Orrstown Bank Chief Communications Officer Luke Bernstein said his bank received more than 1,000 PPP loan applications by Wednesday and processed about 900, which are ready to go to as soon as SBA officials verify rulemaking that allows the bank to use documentation native to its system. By Wednesday evening, the use of documentation systems native to lenders was granted.

“You might have a lender that does five SBA loans a year, but if you do a thousand non-SBA loans, rather than going through the process where you do five, you could rely on the process where you do thousands and do the process much faster if you are using existing technology rather than starting from scratch,” Bernstein said.

Lenders needed to adapt to the SBA’s E-tran system to submit PPP borrower documentation — corporate documents, payroll reports, identification — to the SBA for guarantee approval. Patti Husic, president of the Harrisburg-based Centric Bank, said the process of onloading bank employees to the SBA’s E-trans system could take days.

“Getting your own process streamlined does take a significant amount of work,” Husic said. “One of the things our team did working all night long is setting up a loan portal to deal with this volume coming through.”

The E-tran system experienced slowdown the first day of the Paycheck Protection Program, according to multiple lenders, confirmed by a public statement made by Senator Marco Rubio, R-FL, chairman of the Small Business Committee. Husic said the E-tran system crashed more than once on Monday, extending the time to process PPP loan to hours.
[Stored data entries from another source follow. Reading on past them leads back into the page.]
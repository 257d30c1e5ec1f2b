//! 3D Rotor for representing piece orientations
//!
//! In 3D, rotations happen in one of three planes (XY, XZ, YZ) or any
//! combination of them. A rotor has 4 components:
//! - 1 scalar
//! - 3 bivectors (one for each plane)

use bytemuck::{Pod, Zeroable};
use serde::{Serialize, Deserialize};
use crate::Vec3;
use crate::mat4::Mat4;

/// The 3 rotation planes in 3D space
#[derive(Clone, Copy, Debug, PartialEq, Eq)]
pub enum RotationPlane {
    /// XY plane - rotates X towards Y (right-handed about +Z)
    XY,
    /// XZ plane - rotates X towards Z (right-handed about -Y)
    XZ,
    /// YZ plane - rotates Y towards Z (right-handed about +X)
    YZ,
}

/// 3D Rotor
///
/// R = s + b_xy*e12 + b_xz*e13 + b_yz*e23
#[repr(C)]
#[derive(Clone, Copy, Debug, PartialEq, Pod, Zeroable, Serialize, Deserialize)]
pub struct Rotor3 {
    /// Scalar component
    pub s: f32,
    /// Bivector component for XY plane (e12)
    pub b_xy: f32,
    /// Bivector component for XZ plane (e13)
    pub b_xz: f32,
    /// Bivector component for YZ plane (e23)
    pub b_yz: f32,
}

impl Default for Rotor3 {
    fn default() -> Self {
        Self::IDENTITY
    }
}

impl Rotor3 {
    /// Identity rotor (no rotation)
    pub const IDENTITY: Self = Self { s: 1.0, b_xy: 0.0, b_xz: 0.0, b_yz: 0.0 };

    /// Create a rotor for rotation in a single plane
    ///
    /// R = cos(θ/2) - sin(θ/2) * B, where B is the unit bivector of the plane.
    pub fn from_plane_angle(plane: RotationPlane, angle: f32) -> Self {
        let half = angle * 0.5;
        let mut r = Self::IDENTITY;
        r.s = half.cos();

        match plane {
            RotationPlane::XY => r.b_xy = -half.sin(),
            RotationPlane::XZ => r.b_xz = -half.sin(),
            RotationPlane::YZ => r.b_yz = -half.sin(),
        }

        r
    }

    /// Create a rotor rotating `angle` radians right-handed about `axis`
    ///
    /// A zero axis gives the identity.
    pub fn from_axis_angle(axis: Vec3, angle: f32) -> Self {
        let n = axis.normalized();
        if n == Vec3::ZERO {
            return Self::IDENTITY;
        }
        let half = angle * 0.5;
        let sin_h = half.sin();

        Self {
            s: half.cos(),
            b_xy: -sin_h * n.z,
            b_xz: sin_h * n.y,
            b_yz: -sin_h * n.x,
        }
    }

    /// Compute the squared magnitude of the rotor
    #[inline]
    pub fn magnitude_squared(&self) -> f32 {
        self.s * self.s + self.b_xy * self.b_xy + self.b_xz * self.b_xz + self.b_yz * self.b_yz
    }

    /// Compute the magnitude of the rotor
    #[inline]
    pub fn magnitude(&self) -> f32 {
        self.magnitude_squared().sqrt()
    }

    /// Normalize the rotor to unit magnitude
    pub fn normalize(&self) -> Self {
        let mag = self.magnitude();
        if mag > 0.0 {
            let inv_mag = 1.0 / mag;
            Self {
                s: self.s * inv_mag,
                b_xy: self.b_xy * inv_mag,
                b_xz: self.b_xz * inv_mag,
                b_yz: self.b_yz * inv_mag,
            }
        } else {
            Self::IDENTITY
        }
    }

    /// Reverse (conjugate); the inverse rotation for unit rotors
    pub fn reverse(&self) -> Self {
        Self {
            s: self.s,
            b_xy: -self.b_xy,
            b_xz: -self.b_xz,
            b_yz: -self.b_yz,
        }
    }

    /// Inner product of the rotor components
    #[inline]
    pub fn dot(&self, other: &Self) -> f32 {
        self.s * other.s + self.b_xy * other.b_xy + self.b_xz * other.b_xz + self.b_yz * other.b_yz
    }

    /// Rotate a vector using the sandwich product: v' = R * v * R†
    pub fn rotate(&self, v: Vec3) -> Vec3 {
        let s = self.s;
        let b12 = self.b_xy;
        let b13 = self.b_xz;
        let b23 = self.b_yz;

        let s2 = s * s;
        let b12_2 = b12 * b12;
        let b13_2 = b13 * b13;
        let b23_2 = b23 * b23;

        let x = v.x * (s2 - b12_2 - b13_2 + b23_2)
            + 2.0 * v.y * (s * b12 - b13 * b23)
            + 2.0 * v.z * (s * b13 + b12 * b23);

        let y = 2.0 * v.x * (-s * b12 - b13 * b23)
            + v.y * (s2 - b12_2 + b13_2 - b23_2)
            + 2.0 * v.z * (s * b23 - b12 * b13);

        let z = 2.0 * v.x * (-s * b13 + b12 * b23)
            + 2.0 * v.y * (-s * b23 - b12 * b13)
            + v.z * (s2 + b12_2 - b13_2 - b23_2);

        Vec3::new(x, y, z)
    }

    /// Compose two rotations: result = self * other
    /// The composed rotation applies `other` first, then `self`
    pub fn compose(&self, other: &Self) -> Self {
        let a = self;
        let b = other;

        Self {
            s: a.s * b.s - a.b_xy * b.b_xy - a.b_xz * b.b_xz - a.b_yz * b.b_yz,
            b_xy: a.s * b.b_xy + a.b_xy * b.s - a.b_xz * b.b_yz + a.b_yz * b.b_xz,
            b_xz: a.s * b.b_xz + a.b_xz * b.s + a.b_xy * b.b_yz - a.b_yz * b.b_xy,
            b_yz: a.s * b.b_yz + a.b_yz * b.s - a.b_xy * b.b_xz + a.b_xz * b.b_xy,
        }
    }

    /// Normalized linear interpolation along the shorter arc
    pub fn nlerp(&self, other: &Self, t: f32) -> Self {
        let target = if self.dot(other) < 0.0 {
            Self {
                s: -other.s,
                b_xy: -other.b_xy,
                b_xz: -other.b_xz,
                b_yz: -other.b_yz,
            }
        } else {
            *other
        };

        Self {
            s: self.s + (target.s - self.s) * t,
            b_xy: self.b_xy + (target.b_xy - self.b_xy) * t,
            b_xz: self.b_xz + (target.b_xz - self.b_xz) * t,
            b_yz: self.b_yz + (target.b_yz - self.b_yz) * t,
        }
        .normalize()
    }

    /// Convert rotor to a column-major 4x4 rotation matrix
    pub fn to_matrix(&self) -> Mat4 {
        let x_col = self.rotate(Vec3::X);
        let y_col = self.rotate(Vec3::Y);
        let z_col = self.rotate(Vec3::Z);

        [
            [x_col.x, x_col.y, x_col.z, 0.0],
            [y_col.x, y_col.y, y_col.z, 0.0],
            [z_col.x, z_col.y, z_col.z, 0.0],
            [0.0, 0.0, 0.0, 1.0],
        ]
    }
}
“We recognize that these systems were not created to handle the volume of applications they are seeing today, but we must work with the systems we have,” the Independent Community Bankers of America (ICBA) wrote in a letter to Treasury Department officials this week pleading for improvements to the overburdened SBA application system.

“Without a more robust intake process, American small businesses in many parts of the country will not receive and deploy the funds intended for them,” ICBA officials wrote. “Community bankers are frustrated with failed technology links and portals. Even those banks with access to the E-tran system have shared their experiences of significant challenges with user access and latency in application processing. But these banks are also persistent and determined to make this program succeed.”

ICBA Chairman Noah Wilcox told President Trump in a Tuesday conference that an informal survey by the association showed more than one-third of all community banks were unable to access the E-tran system, “meaning these community banks were boxed out and unable to serve their communities and customers.”

“Just imagine the awesome power and the difference we could make if 100% of those banks had access to the system,” he said.

Hurst said while the standardization of regulations with more concrete guidance will be very helpful, the $349 billion PPP could prove to be underfunded.

Banks would like to lend more, he said, but they’re not permitted to until Congress approves more funds to the program or the SBA can buy back some of the loans off their balance sheets.

“The SBA has a component in place for that,” Hurst said. “After seven weeks, the SBA can … actually buy back some of the loans, but the mechanism isn’t really there now and now is really when they need the help.”